On Monday, the US Supreme Court heard arguments for five hours about the future of “affirmative action” in college admissions. At the conclusion of the lengthy hearing, it was clear that either affirmative action was no longer relevant or that, at the very least, it would be “pining for the fjords” when the ruling was issued in June 2023.

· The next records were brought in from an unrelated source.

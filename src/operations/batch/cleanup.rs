use std::collections::HashSet;

use tracing::trace;

use crate::math::polygon_2d::{canonical_key, dedup_ring};
use crate::math::Point2;

/// Normalizes a batch result.
///
/// Removes consecutive duplicate points, drops rings left with fewer than
/// three points and keeps only the first of any rings made of the same
/// points, whatever their start index or direction.
#[must_use]
pub fn cleanup(paths: Vec<Vec<Point2>>) -> Vec<Vec<Point2>> {
    let before = paths.len();
    let mut seen: HashSet<Vec<(i64, i64)>> = HashSet::new();
    let cleaned: Vec<Vec<Point2>> = paths
        .iter()
        .map(|path| dedup_ring(path))
        .filter(|ring| ring.len() >= 3)
        .filter(|ring| seen.insert(canonical_key(ring)))
        .collect();
    trace!(before, after = cleaned.len(), "cleaned up batch result");
    cleaned
}
use slotmap::SlotMap;
use tracing::debug;

use crate::math::intersect_2d::IntersectionInfo;
use crate::math::{points_coincide, Point2, TOLERANCE};

use super::classify::{Crossing, EdgeStatus};

slotmap::new_key_type! {
    /// Identifier of a node in the augmented traversal graph.
    pub struct NodeId;
}

/// Which input polyline a node belongs to.
#[derive(Debug, Clone, Copy, PartialEq, Eq)]
pub enum ContourSource {
    A,
    B,
}

impl ContourSource {
    fn index(self) -> usize {
        match self {
            Self::A => 0,
            Self::B => 1,
        }
    }
}

/// A vertex or intersection point in one of the two circular node lists.
#[derive(Debug, Clone)]
pub struct AugmentedNode {
    /// Coordinates of the node.
    pub point: Point2,
    /// Polyline whose list owns this node.
    pub source: ContourSource,
    /// Previous node in the same circular list.
    pub prev: NodeId,
    /// Next node in the same circular list.
    pub next: NodeId,
    /// The same intersection point on the other list.
    pub partner: Option<NodeId>,
    /// `true` if the node is an original vertex of its polyline.
    pub is_vertex: bool,
    /// Entering/exiting label on paired nodes of list A; unset at touch points.
    pub crossing: Option<Crossing>,
    /// Status of the edge from this node to `next` against the other polyline.
    pub edge: EdgeStatus,
    /// Set once the outgoing edge has been emitted by a trace.
    pub visited: bool,
    events: Vec<usize>,
}

impl AugmentedNode {
    /// Returns `true` if this node is paired with a node on the other list.
    #[must_use]
    pub fn is_intersection(&self) -> bool {
        self.partner.is_some()
    }
}

/// Two circular node lists built from polylines A and B, cross-linked at
/// their intersection points.
///
/// Nodes live in a single arena for the duration of one operation; links are
/// arena keys rather than references.
#[derive(Debug, Default)]
pub struct AugmentedGraph {
    nodes: SlotMap<NodeId, AugmentedNode>,
    heads: [Option<NodeId>; 2],
}

/// Pending list entry before insertion into the arena.
struct Entry {
    point: Point2,
    is_vertex: bool,
    events: Vec<usize>,
}

impl AugmentedGraph {
    /// Builds the graph from two deduplicated rings and their intersections.
    ///
    /// Each ring becomes a circular list of its vertices interleaved with the
    /// intersection points on each segment, ordered by segment parameter.
    /// Points that coincide within tolerance share one node. Intersection
    /// nodes are paired through the intersection events they share; nodes
    /// left without a partner stay in the list as plain points.
    #[must_use]
    pub fn build(a: &[Point2], b: &[Point2], hits: &[IntersectionInfo]) -> Self {
        let mut graph = Self::default();

        let entries_a = build_entries(
            a,
            hits.iter()
                .enumerate()
                .map(|(k, h)| (h.seg_a, h.t_a, h.point, k)),
        );
        let entries_b = build_entries(
            b,
            hits.iter()
                .enumerate()
                .map(|(k, h)| (h.seg_b, h.t_b, h.point, k)),
        );

        let ids_a = graph.insert_list(entries_a, ContourSource::A);
        let ids_b = graph.insert_list(entries_b, ContourSource::B);

        graph.pair_intersections(&ids_a, &ids_b, hits.len());
        graph
    }

    /// Inserts a circular list and returns its node ids in order.
    fn insert_list(&mut self, entries: Vec<Entry>, source: ContourSource) -> Vec<NodeId> {
        let ids: Vec<NodeId> = entries
            .into_iter()
            .map(|e| {
                self.nodes.insert(AugmentedNode {
                    point: e.point,
                    source,
                    prev: NodeId::default(),
                    next: NodeId::default(),
                    partner: None,
                    is_vertex: e.is_vertex,
                    crossing: None,
                    edge: EdgeStatus::Outside,
                    visited: false,
                    events: e.events,
                })
            })
            .collect();

        let len = ids.len();
        for (i, &id) in ids.iter().enumerate() {
            if let Some(node) = self.nodes.get_mut(id) {
                node.next = ids[(i + 1) % len];
                node.prev = ids[(i + len - 1) % len];
            }
        }
        self.heads[source.index()] = ids.first().copied();
        ids
    }

    /// Pairs nodes of the two lists that record the same intersection event.
    fn pair_intersections(&mut self, ids_a: &[NodeId], ids_b: &[NodeId], event_count: usize) {
        let mut event_owner: Vec<Option<NodeId>> = vec![None; event_count];
        for &id in ids_b {
            for &ev in &self.nodes[id].events {
                if event_owner[ev].is_none() {
                    event_owner[ev] = Some(id);
                }
            }
        }

        for &id in ids_a {
            let candidate = self.nodes[id]
                .events
                .iter()
                .filter_map(|&ev| event_owner[ev])
                .find(|&b_id| self.nodes[b_id].partner.is_none());
            if let Some(b_id) = candidate {
                self.nodes[id].partner = Some(b_id);
                self.nodes[b_id].partner = Some(id);
            }
        }

        for id in ids_a.iter().chain(ids_b) {
            let node = &mut self.nodes[*id];
            if !node.events.is_empty() && node.partner.is_none() {
                debug!(
                    x = node.point.x,
                    y = node.point.y,
                    source = ?node.source,
                    "demoting unpaired intersection to plain vertex"
                );
                node.is_vertex = true;
            }
        }
    }

    /// Returns the node with the given id.
    #[must_use]
    pub fn node(&self, id: NodeId) -> Option<&AugmentedNode> {
        self.nodes.get(id)
    }

    /// Returns a mutable reference to the node with the given id.
    pub fn node_mut(&mut self, id: NodeId) -> Option<&mut AugmentedNode> {
        self.nodes.get_mut(id)
    }

    /// Returns the node ids of one list in traversal order.
    #[must_use]
    pub fn list(&self, source: ContourSource) -> Vec<NodeId> {
        let Some(head) = self.heads[source.index()] else {
            return Vec::new();
        };
        let mut ids = vec![head];
        let mut current = head;
        while let Some(node) = self.nodes.get(current) {
            if node.next == head || ids.len() > self.nodes.len() {
                break;
            }
            current = node.next;
            ids.push(current);
        }
        ids
    }

    /// Total number of nodes in both lists.
    #[must_use]
    pub fn len(&self) -> usize {
        self.nodes.len()
    }

    /// Returns `true` if the graph has no nodes.
    #[must_use]
    pub fn is_empty(&self) -> bool {
        self.nodes.is_empty()
    }

    /// Number of paired intersection nodes on list A.
    #[must_use]
    pub fn intersection_count(&self) -> usize {
        self.nodes
            .values()
            .filter(|n| n.source == ContourSource::A && n.is_intersection())
            .count()
    }
}

/// Interleaves ring vertices with intersection hits `(segment, t, point, event)`.
fn build_entries(
    ring: &[Point2],
    hits: impl Iterator<Item = (usize, f64, Point2, usize)>,
) -> Vec<Entry> {
    let n = ring.len();
    let mut per_segment: Vec<Vec<(f64, Point2, usize)>> = vec![Vec::new(); n];
    for (seg, t, point, event) in hits {
        // A hit at the end of a segment belongs to the start of the next one.
        let next = (seg + 1) % n;
        if t >= 1.0 - TOLERANCE || points_coincide(&point, &ring[next]) {
            per_segment[next].push((0.0, point, event));
        } else {
            per_segment[seg].push((t, point, event));
        }
    }

    let capacity = n + per_segment.iter().map(Vec::len).sum::<usize>();
    let mut entries: Vec<Entry> = Vec::with_capacity(capacity);
    for (i, vertex) in ring.iter().enumerate() {
        push_or_merge(&mut entries, *vertex, true, None);
        let hits = &mut per_segment[i];
        hits.sort_by(|x, y| x.0.total_cmp(&y.0));
        for &(_, point, event) in hits.iter() {
            push_or_merge(&mut entries, point, false, Some(event));
        }
    }

    // Close the ring: a trailing entry on top of the first vertex merges into it.
    if entries.len() > 1 {
        let coincides = entries
            .first()
            .zip(entries.last())
            .is_some_and(|(f, l)| points_coincide(&f.point, &l.point));
        if coincides {
            if let Some(last) = entries.pop() {
                entries[0].is_vertex |= last.is_vertex;
                entries[0].events.extend(last.events);
            }
        }
    }
    entries
}

fn push_or_merge(entries: &mut Vec<Entry>, point: Point2, is_vertex: bool, event: Option<usize>) {
    if let Some(last) = entries.last_mut() {
        if points_coincide(&last.point, &point) {
            last.is_vertex |= is_vertex;
            last.events.extend(event);
            return;
        }
    }
    entries.push(Entry {
        point,
        is_vertex,
        events: event.into_iter().collect(),
    });
}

“At issue are two cases where universities use racial preferences to manage the melanin level of their student body (Supreme Court Adds Two New Education Affirmative Action Cases to its Docket and the Left Cries ‘Armageddon’). The University of North Carolina-Chapel Hill is a state university that uses race in its admission process. Students for Fair Admissions, SFFA, sued in 2014 and lost the case before an Obama judge who ruled that UNC only used the tip used race minimally and had damned good reasons for doing so. Harvard is a private university that also uses race to manage who gets in. The issue, in this case, is that Harvard had a policy of actively discriminating against Asian applicants (Asian students sue Harvard for discrimination),” Red State reported, adding:
In relation to the recent Harvard SCOTUS case:
Asian students who are in the 90th percentile of the Harvard academic index will lose against African Americans who are in the 40th percentile.
“That’s INSANE,” said John Hasson.
Regarding the Harvard SCOTUS case today:
An African American in the 40th percentile of Harvard’s academic index will beat an Asian student with in the 90th percentile
That’s INSANE pic.twitter.com/Ktapu8QBIu
— John Hasson (@SonofHas) October 31, 2022
Harvard won the case after appealing to the First Circuit. Bypassing the Fourth Circuit, SFFA appealed the UNC case directly to the Supreme Court.
These were the arguments to be made when the Supreme Court accepted and consolidated the two cases:
(1) Whether the Supreme Court should overturn Grutter v. Bollinger and find that higher education institutions are not permitted to consider race when making admissions decisions;
(2) The legality of a university’s decision to reject a race-neutral option simply because it would alter the student population’s makeup without demonstrating that the alternative would dramatically degrade academic standards or the educational advantages of diversity in the student body as a whole, and
(3) Whether discrimination against Asian Americans applicants, racial balancing, excessive emphasis on race, and rejection of practicable race-neutral alternatives constitute violations of Title VI of the Civil Rights Act on the part of Harvard College.
More on this story via The Republic Brief:
Patrick Strawbridge, representing Students for Fair Admissions, said allowing the use of race in higher education was an outlier among the court’s decisions that should be rejected.
“Whatever factors the government may use in deciding which jurors to sit, who you may marry, or which primary schools our children can attend, skin color is not one of them,” he said
“I’ve heard the word diversity quite a few times, and I don’t have a clue what it means,” Thomas said to North Carolina Solicitor General Ryan Y. Park. CONTINUE READING…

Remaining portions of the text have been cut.